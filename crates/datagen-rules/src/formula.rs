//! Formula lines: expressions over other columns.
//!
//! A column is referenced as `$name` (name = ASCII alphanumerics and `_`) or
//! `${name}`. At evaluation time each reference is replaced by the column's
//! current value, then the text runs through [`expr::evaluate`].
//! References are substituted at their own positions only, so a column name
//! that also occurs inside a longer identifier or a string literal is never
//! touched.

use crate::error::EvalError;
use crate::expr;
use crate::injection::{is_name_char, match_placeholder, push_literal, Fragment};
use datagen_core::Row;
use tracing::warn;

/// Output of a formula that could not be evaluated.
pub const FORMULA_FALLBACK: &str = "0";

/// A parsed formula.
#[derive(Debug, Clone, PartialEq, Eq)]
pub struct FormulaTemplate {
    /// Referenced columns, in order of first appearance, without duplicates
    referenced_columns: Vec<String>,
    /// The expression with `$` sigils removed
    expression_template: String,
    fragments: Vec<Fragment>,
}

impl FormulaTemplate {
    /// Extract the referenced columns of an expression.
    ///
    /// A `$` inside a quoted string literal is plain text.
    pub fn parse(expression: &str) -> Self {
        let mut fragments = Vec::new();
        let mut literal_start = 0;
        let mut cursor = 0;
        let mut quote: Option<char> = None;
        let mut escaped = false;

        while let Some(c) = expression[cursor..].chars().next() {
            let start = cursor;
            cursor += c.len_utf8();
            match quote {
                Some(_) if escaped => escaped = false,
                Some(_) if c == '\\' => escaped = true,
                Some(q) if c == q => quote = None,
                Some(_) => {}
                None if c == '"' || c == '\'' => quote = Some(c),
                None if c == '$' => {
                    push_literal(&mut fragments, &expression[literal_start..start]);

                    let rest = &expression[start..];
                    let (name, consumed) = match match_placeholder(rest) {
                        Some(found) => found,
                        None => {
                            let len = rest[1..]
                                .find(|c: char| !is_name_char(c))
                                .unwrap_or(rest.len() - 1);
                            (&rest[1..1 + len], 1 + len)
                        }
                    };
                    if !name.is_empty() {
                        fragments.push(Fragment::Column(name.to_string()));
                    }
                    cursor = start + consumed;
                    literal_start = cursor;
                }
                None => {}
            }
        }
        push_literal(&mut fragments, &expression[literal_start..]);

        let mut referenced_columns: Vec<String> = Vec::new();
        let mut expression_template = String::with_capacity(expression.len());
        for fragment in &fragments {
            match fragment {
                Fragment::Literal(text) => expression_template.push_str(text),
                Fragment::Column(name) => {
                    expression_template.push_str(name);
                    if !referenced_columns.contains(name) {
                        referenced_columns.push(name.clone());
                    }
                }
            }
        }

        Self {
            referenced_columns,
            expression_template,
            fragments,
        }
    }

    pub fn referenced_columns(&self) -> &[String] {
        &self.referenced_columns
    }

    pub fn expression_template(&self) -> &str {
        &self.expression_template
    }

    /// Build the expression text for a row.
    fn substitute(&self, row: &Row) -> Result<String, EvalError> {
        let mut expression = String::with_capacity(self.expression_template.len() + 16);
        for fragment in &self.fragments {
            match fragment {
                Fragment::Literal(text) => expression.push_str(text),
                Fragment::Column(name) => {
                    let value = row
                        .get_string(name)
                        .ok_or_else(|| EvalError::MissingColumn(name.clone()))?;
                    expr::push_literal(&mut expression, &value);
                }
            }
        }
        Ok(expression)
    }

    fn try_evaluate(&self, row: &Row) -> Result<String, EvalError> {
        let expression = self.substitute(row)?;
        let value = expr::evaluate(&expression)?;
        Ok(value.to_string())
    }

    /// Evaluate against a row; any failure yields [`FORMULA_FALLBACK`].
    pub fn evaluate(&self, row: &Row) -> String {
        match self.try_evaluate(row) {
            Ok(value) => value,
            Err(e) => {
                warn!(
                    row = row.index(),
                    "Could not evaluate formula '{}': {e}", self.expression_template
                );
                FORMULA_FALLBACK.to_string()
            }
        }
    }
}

######

* **What you have to do**:
Copy all the records above exactly, missing none.

* **Response box**:
filename crates/datagen-rules/src/formula.rs
//! Formula lines: expressions over other columns.
//!
//! A column is referenced as `$name` (name = ASCII alphanumerics and `_`) or
//! `${name}`. At evaluation time each reference is replaced by the column's
//! current value, then the text runs through [`expr::evaluate`].
//! References are substituted at their own positions only, so a column name
//! that also occurs inside a longer identifier or a string literal is never
//! touched.

use crate::error::EvalError;
use crate::expr;
use crate::injection::{is_name_char, match_placeholder, push_literal, Fragment};
use datagen_core::Row;
use tracing::warn;

/// Output of a formula that could not be evaluated.
pub const FORMULA_FALLBACK: &str = "0";

/// A parsed formula.
#[derive(Debug, Clone, PartialEq, Eq)]
pub struct FormulaTemplate {
    /// Referenced columns, in order of first appearance, without duplicates
    referenced_columns: Vec<String>,
    /// The expression with `$` sigils removed
    expression_template: String,
    fragments: Vec<Fragment>,
}

impl FormulaTemplate {
    /// Extract the referenced columns of an expression.
    ///
    /// A `$` inside a quoted string literal is plain text.
    pub fn parse(expression: &str) -> Self {
        let mut fragments = Vec::new();
        let mut literal_start = 0;
        let mut cursor = 0;
        let mut quote: Option<char> = None;
        let mut escaped = false;

        while let Some(c) = expression[cursor..].chars().next() {
            let start = cursor;
            cursor += c.len_utf8();
            match quote {
                Some(_) if escaped => escaped = false,
                Some(_) if c == '\\' => escaped = true,
                Some(q) if c == q => quote = None,
                Some(_) => {}
                None if c == '"' || c == '\'' => quote = Some(c),
                None if c == '$' => {
                    push_literal(&mut fragments, &expression[literal_start..start]);

                    let rest = &expression[start..];
                    let (name, consumed) = match match_placeholder(rest) {
                        Some(found) => found,
                        None => {
                            let len = rest[1..]
                                .find(|c: char| !is_name_char(c))
                                .unwrap_or(rest.len() - 1);
                            (&rest[1..1 + len], 1 + len)
                        }
                    };
                    if !name.is_empty() {
                        fragments.push(Fragment::Column(name.to_string()));
                    }
                    cursor = start + consumed;
                    literal_start = cursor;
                }
                None => {}
            }
        }
        push_literal(&mut fragments, &expression[literal_start..]);

        let mut referenced_columns: Vec<String> = Vec::new();
        let mut expression_template = String::with_capacity(expression.len());
        for fragment in &fragments {
            match fragment {
                Fragment::Literal(text) => expression_template.push_str(text),
                Fragment::Column(name) => {
                    expression_template.push_str(name);
                    if !referenced_columns.contains(name) {
                        referenced_columns.push(name.clone());
                    }
                }
            }
        }

        Self {
            referenced_columns,
            expression_template,
            fragments,
        }
    }

    pub fn referenced_columns(&self) -> &[String] {
        &self.referenced_columns
    }

    pub fn expression_template(&self) -> &str {
        &self.expression_template
    }

    /// Build the expression text for a row.
    fn substitute(&self, row: &Row) -> Result<String, EvalError> {
        let mut expression = String::with_capacity(self.expression_template.len() + 16);
        for fragment in &self.fragments {
            match fragment {
                Fragment::Literal(text) => expression.push_str(text),
                Fragment::Column(name) => {
                    let value = row
                        .get_string(name)
                        .ok_or_else(|| EvalError::MissingColumn(name.clone()))?;
                    expr::push_literal(&mut expression, &value);
                }
            }
        }
        Ok(expression)
    }

    fn try_evaluate(&self, row: &Row) -> Result<String, EvalError> {
        let expression = self.substitute(row)?;
        let value = expr::evaluate(&expression)?;
        Ok(value.to_string())
    }

    /// Evaluate against a row; any failure yields [`FORMULA_FALLBACK`].
    pub fn evaluate(&self, row: &Row) -> String {
        match self.try_evaluate(row) {
            Ok(value) => value,
            Err(e) => {
                warn!(
                    row = row.index(),
                    "Could not evaluate formula '{}': {e}", self.expression_template
                );
                FORMULA_FALLBACK.to_string()
            }
        }
    }
}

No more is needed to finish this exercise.